Very pretty prose. A small quiet narrative about big things, like love and forgiveness and addiction.
Thursday, March 19, 2026
Friday, March 06, 2026
What We Can Know by Ian McEwan
Terrific novel from the always reliable McEwan. A literary mystery story spanning 150 years, going into a future where much of the world's has been submerged by climate change and human strife.
Infinite Jest by David Foster Wallace
Naively (unwisely?) re-reading this (for the third time total).
It's still great - a droll, heartbreaking, technically prodigious masterpiece - but it's less fun this time around. It's just so difficult physically to read - often long long page(s) long paragraphs, intricately constructed sentence syntax interrupted by often-random brief footnotes, but occasionally chapter-length footnotes that advance the play and do key work narratively. Syntax already mentioned - Wallace worshipped syntax and deploys it hilariously and ironically and strategically, but you often feel like you're diagramming a sentence as you're reading it. His vocabulary (natch) is intense and technical and super-specific and (sometimes) created on the spot.
It's... alot.
The plot - revoling around tennis prodigy/genius/depressive/substance-abuser Hal Incandenza and his friends at a tennis academy/high school in Boston, a substance-abuse halfway house down the road and hill from there, separatists from Quebec planning terrorism, and a back-story involving a movie Hal's father made which kills anyone who watches it - is agonizingly drawn out. But the prose - Wallace's empathy for his characters, his humanity and wit - is always rewarding. If you have the wherewithal to read it all. Certainly a middleclass intoxicated brainy young white man's book. Don't know how anyone else could care.
Bookmarked the father-song tennis lesson in the 300 page area - sort of insufferable.
Got through the Eschaton wargame extended scene, which was also annoying but easier to follow.
Tuesday, February 24, 2026
Vigil by George Saunders
Disappointed (so far) in this new novel - using the tropes of LINCOLN IN THE BARDO without any of the emotional zing (so far).
The Narrative of Arthur Gordon Pym of Nantucket by Edgar Allen Poe
Spell-binding. Was prompted to re-read this after reading an old journal entry of mine from freshman year of college, where, out of the blue, I read this for the first time - don't know why, wasn't studying it in a course at the time.
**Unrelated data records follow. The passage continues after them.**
impl<B> SessionPoller<B>
where
    B: DeviceBackend + 'static,
    B::Handle: 'static,
{
    /// Build a poller and its client halves without starting it.
    ///
    /// The feed gets one slot per function of `session`'s profile.
    pub fn new(
        backend: B,
        session: ControllerSession<B::Handle>,
        store: ProfileStore,
    ) -> (Self, SessionHandle, FeedReceivers) {
        let (feed, receivers) = feed::channel(session.profile().functions.keys().map(String::as_str));
        let (command_tx, command_rx) = mpsc::channel(COMMAND_QUEUE_SIZE);

        let mut poller = Self {
            backend,
            session,
            store,
            roster: SupportedDevices::new(),
            feed,
            commands: command_rx,
            paused: false,
            disconnect_announced: false,
        };
        poller.roster = match poller.enumerate() {
            Ok((_, supported)) => supported,
            Err(e) => {
                warn!("Failed to enumerate devices: {}", e);
                let mut roster = SupportedDevices::new();
                roster.insert(poller.session.name().to_string(), poller.session.index());
                roster
            }
        };

        (poller, SessionHandle { commands: command_tx }, receivers)
    }

    /// Start the poller on the current tokio runtime.
    pub fn spawn(
        backend: B,
        session: ControllerSession<B::Handle>,
        store: ProfileStore,
    ) -> (SessionHandle, FeedReceivers, JoinHandle<()>) {
        let (poller, handle, receivers) = Self::new(backend, session, store);
        let task = tokio::spawn(poller.run().instrument(info_span!("poller")));
        (handle, receivers, task)
    }

    /// Poll until quit or until every [`SessionHandle`] is dropped.
    pub async fn run(mut self) {
        let ctx = self.session.context().clone();

        let mut poll_tick = interval(ctx.poll_period);
        poll_tick.set_missed_tick_behavior(MissedTickBehavior::Skip);

        let mut presence_tick = ctx.presence_check_interval.map(|period| {
            let mut tick = interval(period);
            tick.set_missed_tick_behavior(MissedTickBehavior::Skip);
            tick
        });

        info!("Polling every {:?}", ctx.poll_period);

        loop {
            tokio::select! {
                _ = poll_tick.tick() => {
                    self.drain_events();
                }

                _ = optional_tick(&mut presence_tick) => {
                    self.check_presence();
                }

                command = self.commands.recv() => {
                    match command {
                        Some(command) => {
                            if !self.handle_command(command) {
                                break;
                            }
                        }
                        None => {
                            debug!("All session handles dropped");
                            self.session.quit();
                            self.feed.clear_modifiers();
                            break;
                        }
                    }
                }
            }
        }

        info!("Poller stopped");
    }

    fn handle_command(&mut self, command: SessionCommand) -> bool {
        match command {
            SessionCommand::CommitStep { response } => {
                let result = self.session.commit_step();
                if !self.session.is_valid() {
                    self.announce_disconnect();
                }
                let _ = response.send(result);
            }
            SessionCommand::ResetCalibration { response } => {
                self.session.reset_calibration();
                self.feed.clear_modifiers();
                let _ = response.send(());
            }
            SessionCommand::GetModifier { function, response } => {
                let result = self.session.get_modifier(&function);
                if let Err(WheelInputError::CalibrationDegenerate { axis }) = &result {
                    self.request_recalibration(axis);
                }
                if !self.session.is_valid() {
                    self.announce_disconnect();
                }
                let _ = response.send(result);
            }
            SessionCommand::Snapshot { response } => {
                let _ = response.send(self.snapshot());
            }
            SessionCommand::Pause { response } => {
                if !self.paused {
                    info!("Pausing {}", self.session.name());
                    self.paused = true;
                    self.feed.clear_modifiers();
                }
                let _ = response.send(());
            }
            SessionCommand::Resume { response } => {
                if self.paused {
                    info!("Resuming {}", self.session.name());
                    self.paused = false;
                }
                let _ = response.send(());
            }
            SessionCommand::ListDevices { response } => {
                let result = self.refresh_roster().map(|_| self.roster.clone());
                let _ = response.send(result);
            }
            SessionCommand::SwitchTo { device, response } => {
                let _ = response.send(self.switch_to(&device));
            }
            SessionCommand::Quit { response } => {
                self.session.quit();
                self.feed.clear_modifiers();
                let _ = response.send(());
                return false;
            }
        }
        true
    }

    fn snapshot(&self) -> SessionSnapshot {
        SessionSnapshot {
            device: self.session.name().to_string(),
            device_type: self.session.device_type().to_string(),
            status: self.session.status(),
            step: self.session.calibration_step(),
            prompt: self.session.calibration_prompt().map(str::to_string),
            calibrated: self.session.is_calibrated(),
            needs_recalibration: self.session.axes_needing_recalibration(),
            paused: self.paused,
        }
    }

    /// Drain the device and publish what it produced.
    ///
    /// While paused the events stay queued on the device.
    fn drain_events(&mut self) {
        if self.paused || !self.session.is_valid() {
            return;
        }

        let events = match self.session.poll_events() {
            Ok(events) => events,
            Err(e) => {
                warn!("Failed to poll device: {}", e);
                self.announce_disconnect();
                return;
            }
        };
        if events.is_empty() {
            return;
        }
        trace!("Dispatching {} events", events.len());

        // Only the last motion of each axis in a batch matters.
        let mut motion = BTreeMap::new();
        for event in events {
            match event {
                ControlEvent::AxisMotion { axis, value } => {
                    motion.insert(axis, value);
                }
                ControlEvent::ButtonDown { button } => {
                    let (device_type, name) = self.button_labels(button);
                    self.feed.publish_event(DiscreteEvent::ButtonDown {
                        device_type,
                        index: button,
                        name,
                    });
                }
                ControlEvent::ButtonUp { button } => {
                    let (device_type, name) = self.button_labels(button);
                    self.feed.publish_event(DiscreteEvent::ButtonUp {
                        device_type,
                        index: button,
                        name,
                    });
                }
                ControlEvent::HatMotion { hat, x, y } => {
                    let profile = self.session.profile();
                    self.feed.publish_event(DiscreteEvent::HatMotion {
                        device_type: profile.device_type.clone(),
                        index: hat,
                        name: profile.hat_name(hat).map(str::to_string),
                        x,
                        y,
                    });
                }
            }
        }

        for (axis_index, raw) in motion {
            self.publish_axis(axis_index, raw);
        }
    }

    fn button_labels(&self, button: usize) -> (String, Option<String>) {
        let profile = self.session.profile();
        (
            profile.device_type.clone(),
            profile.button_name(button).map(str::to_string),
        )
    }

    fn publish_axis(&mut self, axis_index: usize, raw: f64) {
        let profile = self.session.profile();
        let Some(axis) = profile.axis_name(axis_index).map(str::to_string) else {
            return;
        };
        let functions: Vec<String> = profile.functions_for_axis(&axis).map(str::to_string).collect();
        if functions.is_empty() {
            return;
        }
        let device_type = profile.device_type.clone();

        match self.session.modifier_from_raw(&axis, raw) {
            Ok(value) => {
                for function in functions {
                    if !self.feed.publish_modifier(ModifierUpdate {
                        device_type: device_type.clone(),
                        axis_index,
                        function,
                        raw,
                        value,
                    }) {
                        trace!("No feed for a function of axis {}", axis);
                    }
                }
            }
            Err(WheelInputError::NotCalibrated { .. }) => {
                trace!("Axis {} not calibrated, dropping motion", axis);
            }
            Err(WheelInputError::CalibrationDegenerate { axis }) => {
                self.request_recalibration(&axis);
            }
            Err(e) => {
                warn!("Failed to compute modifier for {}: {}", axis, e);
            }
        }
    }

    fn request_recalibration(&self, axis: &str) {
        self.feed
            .clear_functions(self.session.profile().functions_for_axis(axis));
        self.feed.publish_event(DiscreteEvent::RecalibrationRequested {
            axis: axis.to_string(),
        });
    }

    /// Connected device names and the supported ones among them.
    fn enumerate(&mut self) -> Result<(Vec<String>, SupportedDevices)> {
        let matcher = self.store.matcher();
        let connected = matcher.list_connected(&mut self.backend)?;
        let stems = self.store.supported_stems()?;
        let supported = matcher.filter_supported(&connected, &stems);
        Ok((connected, supported))
    }

    /// Re-enumerate the backend and publish any roster change.
    ///
    /// Returns the connected device names.
    fn refresh_roster(&mut self) -> Result<Vec<String>> {
        let (connected, current) = self.enumerate()?;
        let change = DeviceMatcher::diff(&self.roster, &current);
        // Indices shift when an earlier device leaves, even without a change.
        self.roster = current;
        if !change.is_empty() {
            info!("Supported devices changed: +{:?} -{:?}", change.added, change.removed);
            self.feed.publish_event(DiscreteEvent::RosterChanged(change));
        }
        Ok(connected)
    }

    /// Refresh the roster and invalidate the session if its device is gone.
    fn check_presence(&mut self) {
        let connected = match self.refresh_roster() {
            Ok(connected) => connected,
            Err(e) => {
                warn!("Failed to enumerate devices: {}", e);
                return;
            }
        };

        if !self.session.check_presence(&connected) {
            self.announce_disconnect();
        }
    }

    /// Open `device` and make it the polled session.
    ///
    /// The current session is only released once the new one is open, so a
    /// failed switch leaves it untouched. Switching to the device already
    /// in use is a no-op.
    fn switch_to(&mut self, device: &str) -> Result<()> {
        if device == self.session.name() && self.session.is_valid() {
            return Ok(());
        }

        self.refresh_roster()?;
        let index = *self.roster.get(device).ok_or_else(|| {
            WheelInputError::DeviceUnavailable(format!("'{}' is not a connected supported device", device))
        })?;

        let ctx = self.session.context().clone();
        let next = ControllerSession::open(&mut self.backend, &self.store, &ctx, device, index)?;
        for function in next.profile().functions.keys() {
            if self.session.profile().function_axis(function).is_none() {
                warn!("{} maps '{}', which has no feed", device, function);
            }
        }

        info!("Switching from {} to {}", self.session.name(), device);
        let mut previous = std::mem::replace(&mut self.session, next);
        previous.quit();

        self.feed.clear_modifiers();
        self.paused = false;
        self.disconnect_announced = false;
        Ok(())
    }

    fn announce_disconnect(&mut self) {
        if self.session.status() == SessionStatus::Invalid && !self.disconnect_announced {
            self.disconnect_announced = true;
            self.feed.clear_modifiers();
            self.feed.publish_event(DiscreteEvent::Disconnected {
                device: self.session.name().to_string(),
            });
        }
    }
}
Anyway, it was just as good this time around - couldn't put it down, even though I'm in the midst of reading several other books. Part adventure story, part mystical journey, partly (rather boring) history of South Pole journeys.
The ending is particularly dramatic (not that all the starvation, murder, shipwrecks that precede it are UNdramatic), with its quasi-spiritual white clouds and whitening water and giant white human figure that rises up out of the mist.
Wednesday, February 11, 2026
Ruth by Kate Riley
Strange, puzzling, powerful book, tracking a woman's interior and exterior life as part of a strict Anabaptist community in upper Michigan.
Monday, February 09, 2026
Vacant Possession by Hilary Mantel
Great horror/thriller, existential psychological statement on mental illness and modern British suburbs!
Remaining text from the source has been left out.